Run through the records and, wherever a line holds the word "FrameReader", return that line.

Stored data
BEGIN

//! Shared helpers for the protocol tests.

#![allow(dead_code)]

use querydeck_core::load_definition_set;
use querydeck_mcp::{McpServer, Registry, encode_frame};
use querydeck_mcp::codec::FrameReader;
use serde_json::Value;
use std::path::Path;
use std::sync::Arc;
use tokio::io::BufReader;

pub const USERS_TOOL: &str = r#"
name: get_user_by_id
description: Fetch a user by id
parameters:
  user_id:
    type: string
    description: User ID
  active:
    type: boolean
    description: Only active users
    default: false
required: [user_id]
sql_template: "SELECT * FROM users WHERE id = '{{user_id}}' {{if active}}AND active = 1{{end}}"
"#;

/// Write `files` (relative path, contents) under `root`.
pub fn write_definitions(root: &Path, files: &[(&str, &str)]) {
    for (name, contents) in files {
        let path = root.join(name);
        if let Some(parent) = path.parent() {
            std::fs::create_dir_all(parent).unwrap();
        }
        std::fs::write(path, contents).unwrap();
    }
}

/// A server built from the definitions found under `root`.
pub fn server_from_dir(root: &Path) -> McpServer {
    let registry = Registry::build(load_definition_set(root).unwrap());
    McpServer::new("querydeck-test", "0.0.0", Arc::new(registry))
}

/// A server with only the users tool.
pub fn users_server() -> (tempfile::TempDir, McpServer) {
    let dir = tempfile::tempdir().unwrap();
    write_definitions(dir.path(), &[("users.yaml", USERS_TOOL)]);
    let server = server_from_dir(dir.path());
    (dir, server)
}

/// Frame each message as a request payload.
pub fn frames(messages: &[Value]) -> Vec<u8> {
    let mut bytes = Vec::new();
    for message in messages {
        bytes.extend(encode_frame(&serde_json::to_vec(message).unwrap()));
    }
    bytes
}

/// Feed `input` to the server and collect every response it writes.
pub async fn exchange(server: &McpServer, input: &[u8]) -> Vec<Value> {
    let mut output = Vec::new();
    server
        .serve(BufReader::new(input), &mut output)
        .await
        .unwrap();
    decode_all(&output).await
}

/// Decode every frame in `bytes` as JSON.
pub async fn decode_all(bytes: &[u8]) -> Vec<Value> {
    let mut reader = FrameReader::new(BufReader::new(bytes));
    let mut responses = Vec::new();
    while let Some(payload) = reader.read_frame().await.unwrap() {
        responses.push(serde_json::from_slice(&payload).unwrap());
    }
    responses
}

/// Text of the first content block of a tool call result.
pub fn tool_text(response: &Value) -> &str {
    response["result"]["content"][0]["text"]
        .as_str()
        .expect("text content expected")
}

END
BEGIN

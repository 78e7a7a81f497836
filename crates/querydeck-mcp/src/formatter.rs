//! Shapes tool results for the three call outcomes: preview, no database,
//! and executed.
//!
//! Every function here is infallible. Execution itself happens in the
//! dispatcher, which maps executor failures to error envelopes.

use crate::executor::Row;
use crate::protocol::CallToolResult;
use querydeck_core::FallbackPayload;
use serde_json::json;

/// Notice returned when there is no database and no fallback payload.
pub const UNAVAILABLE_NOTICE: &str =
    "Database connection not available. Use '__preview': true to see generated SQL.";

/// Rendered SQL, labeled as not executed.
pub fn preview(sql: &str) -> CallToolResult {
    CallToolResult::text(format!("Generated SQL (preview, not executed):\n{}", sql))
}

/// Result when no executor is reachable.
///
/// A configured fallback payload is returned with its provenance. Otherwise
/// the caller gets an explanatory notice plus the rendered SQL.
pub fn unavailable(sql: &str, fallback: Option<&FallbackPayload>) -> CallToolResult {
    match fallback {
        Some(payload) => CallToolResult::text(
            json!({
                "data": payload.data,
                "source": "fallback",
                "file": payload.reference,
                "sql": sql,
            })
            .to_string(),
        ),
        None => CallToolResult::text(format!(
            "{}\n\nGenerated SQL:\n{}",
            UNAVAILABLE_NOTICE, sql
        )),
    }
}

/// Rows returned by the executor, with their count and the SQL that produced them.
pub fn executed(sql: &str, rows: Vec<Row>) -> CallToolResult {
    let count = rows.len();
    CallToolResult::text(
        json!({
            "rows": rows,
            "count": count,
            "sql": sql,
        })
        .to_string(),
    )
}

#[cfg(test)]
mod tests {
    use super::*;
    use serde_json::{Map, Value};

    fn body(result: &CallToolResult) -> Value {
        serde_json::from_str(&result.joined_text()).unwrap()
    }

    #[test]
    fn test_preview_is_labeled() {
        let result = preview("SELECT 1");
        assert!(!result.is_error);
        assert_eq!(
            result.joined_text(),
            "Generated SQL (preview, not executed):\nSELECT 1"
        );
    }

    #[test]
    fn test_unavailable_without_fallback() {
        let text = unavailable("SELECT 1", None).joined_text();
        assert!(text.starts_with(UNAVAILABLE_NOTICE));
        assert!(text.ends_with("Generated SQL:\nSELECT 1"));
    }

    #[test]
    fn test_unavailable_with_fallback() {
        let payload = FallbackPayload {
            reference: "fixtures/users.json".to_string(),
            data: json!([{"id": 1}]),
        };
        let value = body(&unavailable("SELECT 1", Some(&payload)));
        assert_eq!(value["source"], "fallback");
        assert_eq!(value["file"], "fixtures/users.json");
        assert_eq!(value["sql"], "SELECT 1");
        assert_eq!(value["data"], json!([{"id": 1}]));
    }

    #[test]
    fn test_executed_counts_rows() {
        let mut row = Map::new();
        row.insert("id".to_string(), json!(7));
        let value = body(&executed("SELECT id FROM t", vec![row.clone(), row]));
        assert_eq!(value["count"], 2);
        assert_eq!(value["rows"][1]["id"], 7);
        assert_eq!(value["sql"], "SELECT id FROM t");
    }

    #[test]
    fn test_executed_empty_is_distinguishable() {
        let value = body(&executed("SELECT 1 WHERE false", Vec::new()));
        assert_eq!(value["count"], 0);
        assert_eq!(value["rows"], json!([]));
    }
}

END

## TASK ANSWER
use querydeck_mcp::codec::FrameReader;
    let mut reader = FrameReader::new(BufReader::new(bytes));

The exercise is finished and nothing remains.